1r. 19p., mostly pasture, with some woodland; it is of
a clayey soil on the south side, and a light loam on the
north and north-west. Extensive lime-works are in
operation, affording employment to many of the population, and there are tramways for conveying the lime to
various parts. About three-quarters of a mile south of
the village is a manufactory of brown earthenware.

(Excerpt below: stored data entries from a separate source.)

//! Formatter for XML Schema validation messages.
//!
//! The engine passes the set of expected elements for content-model errors
//! as a single argument such as `{"http://example.com/ns":title, "http://example.com/ns":body}`.
//! [`SchemaFormatter`] rewrites those lists into one local name per line so
//! the message stays readable in an editor hover.

use crate::{
    event::Argument,
    message::{
        catalog::CatalogFormatter,
        format::format_message,
        formatter::{Locale, MessageFormatter},
    },
};

/// Keys whose second argument lists the expected elements, with the template
/// used once the list is rewritten.
const EXPECTED_ELEMENT_TEMPLATES: &[(&str, &str)] = &[
    (
        "cvc-complex-type.2.4.a",
        "cvc-complex-type.2.4.a: Invalid content was found starting with element ''{0}''. One of the following is expected:{1}",
    ),
    (
        "cvc-complex-type.2.4.b",
        "cvc-complex-type.2.4.b: The content of element ''{0}'' is not complete. One of the following is expected:{1}",
    ),
];

/// Schema message formatter.
#[derive(Debug, Clone)]
pub struct SchemaFormatter {
    catalog: CatalogFormatter,
}

impl SchemaFormatter {
    /// Create a formatter over the English schema catalog.
    pub fn new() -> Self {
        Self {
            catalog: CatalogFormatter::schema(),
        }
    }
}

impl Default for SchemaFormatter {
    fn default() -> Self {
        Self::new()
    }
}

impl MessageFormatter for SchemaFormatter {
    fn format(&self, locale: &Locale, key: &str, arguments: &[Argument]) -> String {
        let template = EXPECTED_ELEMENT_TEMPLATES
            .iter()
            .find(|(k, _)| *k == key)
            .map(|(_, template)| *template);

        match (template, arguments) {
            (Some(template), [element, expected, rest @ ..]) => {
                let mut rewritten = vec![element.clone(), expected_element_list(expected)];
                rewritten.extend_from_slice(rest);
                format_message(template, &rewritten)
            }
            _ => self.catalog.format(locale, key, arguments),
        }
    }
}

/// Rewrite `{"ns":a, "ns":b}` into `"\n - a\n - b"`.
fn expected_element_list(argument: &Argument) -> Argument {
    let text = argument.to_string();
    let inner = text.trim().trim_start_matches('{').trim_end_matches('}');

    let mut list = String::new();
    for item in inner.split(',').map(str::trim).filter(|item| !item.is_empty()) {
        list.push_str("\n - ");
        list.push_str(local_name(item));
    }
    Argument::Str(list)
}

/// Strip a leading `"namespace":` qualifier from an element name.
fn local_name(item: &str) -> &str {
    match item.strip_prefix('"').and_then(|rest| rest.split_once("\":")) {
        Some((_, name)) => name,
        None => item,
    }
}

#[cfg(test)]
mod tests {
    use super::*;

    #[test]
    fn test_rewrites_expected_elements() {
        let formatter = SchemaFormatter::new();
        let message = formatter.format(
            &Locale::default(),
            "cvc-complex-type.2.4.a",
            &[
                Argument::from("note"),
                Argument::from("{\"http://example.com\":title, \"http://example.com\":body}"),
            ],
        );

        assert_eq!(
            message,
            "cvc-complex-type.2.4.a: Invalid content was found starting with element 'note'. One of the following is expected:\n - title\n - body"
        );
    }

    #[test]
    fn test_unqualified_expected_elements() {
        let formatter = SchemaFormatter::new();
        let message = formatter.format(
            &Locale::default(),
            "cvc-complex-type.2.4.b",
            &[Argument::from("note"), Argument::from("{to}")],
        );

        assert_eq!(
            message,
            "cvc-complex-type.2.4.b: The content of element 'note' is not complete. One of the following is expected:\n - to"
        );
    }

    #[test]
    fn test_other_keys_use_catalog() {
        let formatter = SchemaFormatter::new();
        let message = formatter.format(
            &Locale::default(),
            "cvc-elt.1.a",
            &[Argument::from("note")],
        );

        assert_eq!(
            message,
            "cvc-elt.1.a: Cannot find the declaration of element 'note'."
        );
    }

    #[test]
    fn test_missing_list_argument_uses_catalog() {
        let formatter = SchemaFormatter::new();
        let message = formatter.format(
            &Locale::default(),
            "cvc-complex-type.2.4.a",
            &[Argument::from("note")],
        );

        assert_eq!(
            message,
            "cvc-complex-type.2.4.a: Invalid content was found starting with element 'note'. One of '{1}' is expected."
        );
    }
}
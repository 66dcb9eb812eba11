//! Error types for Sextant operations.
//!
//! [`XmlParseError`] is the failure that aborts a parse pass on a fatal
//! parser error. [`SextantError`] wraps it together with the I/O and input
//! problems a complete validation run can hit.

use std::io;

use thiserror::Error;

use crate::event::{RawLocation, SourceException};

/// A fatal parser error that aborts the current parse.
///
/// Carries the formatted message of the error and, as its
/// [`source`](std::error::Error::source), the exception the engine attached to
/// the report.
#[derive(Debug, Error)]
#[error("{message}")]
pub struct XmlParseError {
    message: String,
    key: String,
    location: Option<RawLocation>,
    #[source]
    cause: Option<SourceException>,
}

impl XmlParseError {
    /// Create a new parse error.
    pub fn new(
        message: impl Into<String>,
        key: impl Into<String>,
        location: Option<RawLocation>,
        cause: Option<SourceException>,
    ) -> Self {
        Self {
            message: message.into(),
            key: key.into(),
            location,
            cause,
        }
    }

    /// Get the formatted message.
    pub fn message(&self) -> &str {
        &self.message
    }

    /// Get the message key of the error.
    pub fn key(&self) -> &str {
        &self.key
    }

    /// Get the parser location of the error, if known.
    pub fn location(&self) -> Option<RawLocation> {
        self.location
    }
}

/// The main error type for Sextant operations.
#[derive(Debug, Error)]
pub enum SextantError {
    #[error("I/O error: {0}")]
    Io(#[from] io::Error),

    #[error("Fatal error: {0}")]
    Fatal(#[from] XmlParseError),

    #[error("Configuration error: {0}")]
    Config(String),

    #[error("Invalid error events: {0}")]
    Events(String),
}
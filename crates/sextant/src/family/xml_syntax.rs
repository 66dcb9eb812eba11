//! Well-formedness errors raised by the XML tokenizer.

use std::fmt;

use sextant_core::{Range, TextDocument};

use crate::{
    event::{Argument, RawLocation},
    family::{FatalErrorPolicy, RangeResolver, argument, scan::Scanner, span_range},
};

/// Grammar declaration keys. A broken or mismatching DTD must not stop the
/// well-formedness errors of the rest of the document from being reported.
const DTD_ERROR_KEYS: &[&str] = &[
    "MSG_ATTRIBUTE_NOT_DECLARED",
    "MSG_ATTRIBUTE_VALUE_NOT_IN_LIST",
    "MSG_CONTENT_INCOMPLETE",
    "MSG_CONTENT_INVALID",
    "MSG_ELEMENT_ALREADY_DECLARED",
    "MSG_ELEMENT_NOT_DECLARED",
    "MSG_ELEMENT_WITH_ID_REQUIRED",
    "MSG_FIXED_ATTVALUE_INVALID",
    "MSG_REQUIRED_ATTRIBUTE_NOT_SPECIFIED",
    "ElementDeclUnterminated",
    "AttNameRequiredInAttDef",
    "DTDNotFound",
];

/// Well-formedness error keys with a known span.
#[derive(Debug, Clone, Copy, PartialEq, Eq, Hash)]
pub enum SyntaxErrorCode {
    /// An attribute is repeated on the same element.
    AttributeNotUnique,
    /// An attribute is repeated under the same namespace.
    AttributeNSNotUnique,
    /// An attribute uses an undeclared prefix.
    AttributePrefixUnbound,
    /// An element uses an undeclared prefix.
    ElementPrefixUnbound,
    /// A start tag is not closed by `>` or `/>`.
    ElementUnterminated,
    /// A prefixed namespace declaration has an empty value.
    EmptyPrefixedAttName,
    /// An entity is referenced but never declared.
    EntityNotDeclared,
    /// An attribute name is not followed by `=`.
    EqRequiredInAttribute,
    /// An element has no matching end tag.
    ETagRequired,
    /// An end tag is not closed by `>`.
    ETagUnterminated,
    /// An attribute value contains `<`.
    LessthanInAttValue,
    /// The document ends inside an element.
    MarkupEntityMismatch,
    /// An attribute value does not start with a quote.
    OpenQuoteExpected,
    /// An entity reference is not closed by `;`.
    SemicolonRequiredInReference,
}

impl SyntaxErrorCode {
    const ALL: [SyntaxErrorCode; 14] = [
        SyntaxErrorCode::AttributeNotUnique,
        SyntaxErrorCode::AttributeNSNotUnique,
        SyntaxErrorCode::AttributePrefixUnbound,
        SyntaxErrorCode::ElementPrefixUnbound,
        SyntaxErrorCode::ElementUnterminated,
        SyntaxErrorCode::EmptyPrefixedAttName,
        SyntaxErrorCode::EntityNotDeclared,
        SyntaxErrorCode::EqRequiredInAttribute,
        SyntaxErrorCode::ETagRequired,
        SyntaxErrorCode::ETagUnterminated,
        SyntaxErrorCode::LessthanInAttValue,
        SyntaxErrorCode::MarkupEntityMismatch,
        SyntaxErrorCode::OpenQuoteExpected,
        SyntaxErrorCode::SemicolonRequiredInReference,
    ];

    /// Look up the code for a message key.
    pub fn from_key(key: &str) -> Option<Self> {
        Self::ALL.into_iter().find(|code| code.as_str() == key)
    }

    /// Returns the message key.
    pub fn as_str(&self) -> &'static str {
        match self {
            SyntaxErrorCode::AttributeNotUnique => "AttributeNotUnique",
            SyntaxErrorCode::AttributeNSNotUnique => "AttributeNSNotUnique",
            SyntaxErrorCode::AttributePrefixUnbound => "AttributePrefixUnbound",
            SyntaxErrorCode::ElementPrefixUnbound => "ElementPrefixUnbound",
            SyntaxErrorCode::ElementUnterminated => "ElementUnterminated",
            SyntaxErrorCode::EmptyPrefixedAttName => "EmptyPrefixedAttName",
            SyntaxErrorCode::EntityNotDeclared => "EntityNotDeclared",
            SyntaxErrorCode::EqRequiredInAttribute => "EqRequiredInAttribute",
            SyntaxErrorCode::ETagRequired => "ETagRequired",
            SyntaxErrorCode::ETagUnterminated => "ETagUnterminated",
            SyntaxErrorCode::LessthanInAttValue => "LessthanInAttValue",
            SyntaxErrorCode::MarkupEntityMismatch => "MarkupEntityMismatch",
            SyntaxErrorCode::OpenQuoteExpected => "OpenQuoteExpected",
            SyntaxErrorCode::SemicolonRequiredInReference => "SemicolonRequiredInReference",
        }
    }
}

impl fmt::Display for SyntaxErrorCode {
    fn fmt(&self, f: &mut fmt::Formatter<'_>) -> fmt::Result {
        f.write_str(self.as_str())
    }
}

/// Error family for XML well-formedness errors.
#[derive(Debug, Clone, Copy, Default, PartialEq, Eq)]
pub struct XmlSyntaxFamily;

impl RangeResolver for XmlSyntaxFamily {
    fn resolve(
        &self,
        location: &RawLocation,
        key: &str,
        arguments: &[Argument],
        document: &TextDocument,
    ) -> Option<Range> {
        let code = SyntaxErrorCode::from_key(key)?;
        let offset = location.error_offset()?;
        let scanner = Scanner::new(document.text());

        let span = match code {
            SyntaxErrorCode::AttributeNotUnique
            | SyntaxErrorCode::AttributeNSNotUnique
            | SyntaxErrorCode::AttributePrefixUnbound
            | SyntaxErrorCode::EqRequiredInAttribute
            | SyntaxErrorCode::OpenQuoteExpected => scanner
                .attribute_before(offset, &argument(arguments, 1)?)
                .map(|attribute| attribute.name),
            SyntaxErrorCode::EmptyPrefixedAttName => scanner
                .attribute_before(offset, &argument(arguments, 0)?)
                .map(|attribute| attribute.name),
            SyntaxErrorCode::LessthanInAttValue => scanner
                .attribute_before(offset, &argument(arguments, 1)?)
                .and_then(|attribute| attribute.value),
            SyntaxErrorCode::ElementPrefixUnbound | SyntaxErrorCode::ElementUnterminated => {
                scanner.named_start_tag_before(offset, &argument(arguments, 0)?)
            }
            SyntaxErrorCode::ETagRequired => {
                scanner.unclosed_start_tag_before(offset, &argument(arguments, 0)?)
            }
            SyntaxErrorCode::ETagUnterminated => scanner.end_tag_name_before(offset),
            SyntaxErrorCode::MarkupEntityMismatch => scanner.root_start_tag_name(),
            SyntaxErrorCode::EntityNotDeclared | SyntaxErrorCode::SemicolonRequiredInReference => {
                scanner.entity_reference_before(offset)
            }
        }?;

        span_range(document, span)
    }
}

impl FatalErrorPolicy for XmlSyntaxFamily {
    fn is_ignore_fatal_error(&self, key: &str) -> bool {
        key == SyntaxErrorCode::EntityNotDeclared.as_str() || DTD_ERROR_KEYS.contains(&key)
    }
}

#[cfg(test)]
mod tests {
    use sextant_core::Position;

    use super::*;

    fn resolve(text: &str, offset: i32, key: &str, arguments: &[&str]) -> Option<Range> {
        let document = TextDocument::new(text);
        let arguments: Vec<Argument> = arguments.iter().map(|a| Argument::from(*a)).collect();
        let location = RawLocation::new(offset, 1, offset);

        XmlSyntaxFamily.resolve(&location, key, &arguments, &document)
    }

    fn range(line: u32, start: u32, end: u32) -> Range {
        Range::new(Position::new(line, start), Position::new(line, end))
    }

    #[test]
    fn test_code_round_trip() {
        for code in SyntaxErrorCode::ALL {
            assert_eq!(SyntaxErrorCode::from_key(code.as_str()), Some(code));
        }
        assert_eq!(SyntaxErrorCode::from_key("cvc-elt.1.a"), None);
    }

    #[test]
    fn test_duplicate_attribute_selects_second_name() {
        // Reported right after the duplicate attribute value.
        let text = "<a id=\"1\" id=\"2\"></a>";
        let resolved = resolve(text, 17, "AttributeNotUnique", &["a", "id"]);

        assert_eq!(resolved, Some(range_of(10, 12)));
    }

    #[test]
    fn test_missing_equals_selects_attribute_name() {
        let text = "<root attr \"x\"/>";
        let resolved = resolve(text, 12, "EqRequiredInAttribute", &["root", "attr"]);

        assert_eq!(resolved, Some(range_of(6, 10)));
    }

    #[test]
    fn test_lessthan_selects_attribute_value() {
        let text = "<root attr=\"a<b\"/>";
        let resolved = resolve(text, 14, "LessthanInAttValue", &["root", "attr"]);

        assert_eq!(resolved, Some(range_of(11, 13)));
    }

    #[test]
    fn test_missing_end_tag_selects_start_tag_name() {
        let text = "<root>\n  <child>\n</root>";
        let resolved = resolve(text, 24, "ETagRequired", &["child"]);

        assert_eq!(resolved, Some(range(1, 3, 8)));
    }

    #[test]
    fn test_missing_end_tag_skips_closed_nested_namesake() {
        let text = "<a>\n<a></a>\n";
        let resolved = resolve(text, 13, "ETagRequired", &["a"]);

        assert_eq!(resolved, Some(range(0, 1, 2)));
    }

    #[test]
    fn test_unterminated_end_tag() {
        let text = "<root></root";
        let resolved = resolve(text, 13, "ETagUnterminated", &["root"]);

        assert_eq!(resolved, Some(range_of(8, 12)));
    }

    #[test]
    fn test_entity_mismatch_selects_root() {
        let text = "<?xml version=\"1.0\"?>\n<root>\n  <a>";
        let resolved = resolve(text, 36, "MarkupEntityMismatch", &[]);

        assert_eq!(resolved, Some(range(1, 1, 5)));
    }

    #[test]
    fn test_undeclared_entity_selects_reference() {
        let text = "<a>&nbsp;</a>";
        let resolved = resolve(text, 9, "EntityNotDeclared", &["nbsp"]);

        assert_eq!(resolved, Some(range_of(3, 9)));
    }

    #[test]
    fn test_unknown_key_not_resolved() {
        assert_eq!(resolve("<a/>", 2, "RootElementRequired", &[]), None);
    }

    #[test]
    fn test_missing_argument_not_resolved() {
        assert_eq!(resolve("<a b c/>", 6, "AttributeNotUnique", &["a"]), None);
    }

    #[test]
    fn test_ignored_fatal_errors() {
        assert!(XmlSyntaxFamily.is_ignore_fatal_error("EntityNotDeclared"));
        assert!(XmlSyntaxFamily.is_ignore_fatal_error("MSG_ELEMENT_NOT_DECLARED"));
        assert!(!XmlSyntaxFamily.is_ignore_fatal_error("ETagRequired"));
    }

    fn range_of(start: u32, end: u32) -> Range {
        range(0, start, end)
    }
}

The living is a perpetual curacy; net income, £262;
patron and impropriator, Sir John HarpurCrewe, Bart.;
a parsonage-house was built in 1839, and there is a
glebe of about 70½ acres, valued at £140. The church
was rebuilt in 1842, at a cost of £4000; it is in the
early English style, and consists of a nave, chancel,
aisles, and a tower and handsome spire, with a beautiful
east window of stained glass. Here are places of worship for Baptists and Wesleyans. A school-house was
erected by Dame Catherine Harpur, who, in 1744, conveyed for its support some land now producing an
income of £25; the premises were rebuilt in 1825, at
the expense of Sir George Crewe. An hospital for
seven decayed housekeepers was founded in 1771, by
Charles Harpur, Esq., who gave £500 for building it,
and endowed it with £2000, now yielding £70 per
annum. Lady Crewe supports a girls' school of 40
Tickton, with Hull-Bridge
TICKTON, with Hull-Bridge, a township, in the
parish of St. John, Beverley, union, and liberties of
the borough, of Beverley, E. riding of York, 2½ miles
(N. E.) from Beverley; containing 251 inhabitants, of
whom 193 are in Tickton. The hamlet of Tickton was
in possession of the church of St. John at Beverley so
early as the time of Athelstan, and is returned in
Domesday book as a berewick belonging to the archbishop, in Holderness. It is situated a little east of the
Hull river, and Hull-bridge derives its name from
a bridge at that place over the river. The township
comprises 700 acres, nearly all arable land: the surface
is level, interspersed with ornamental plantations; the
soil in the carrs is of a vegetable quality, imbedded with
numerous trees, and in other parts is found a kind of
loam. On the river is a commodious wharf. A church
was erected in 1843, at a cost of £800, by public subscription. There is a place of worship for Primitive
Methodists. On the lands of S. Wonnald, Esq., is a
strong chalybeate spring, which forces itself upwards, a
height of two yards, in the manner of a fountain.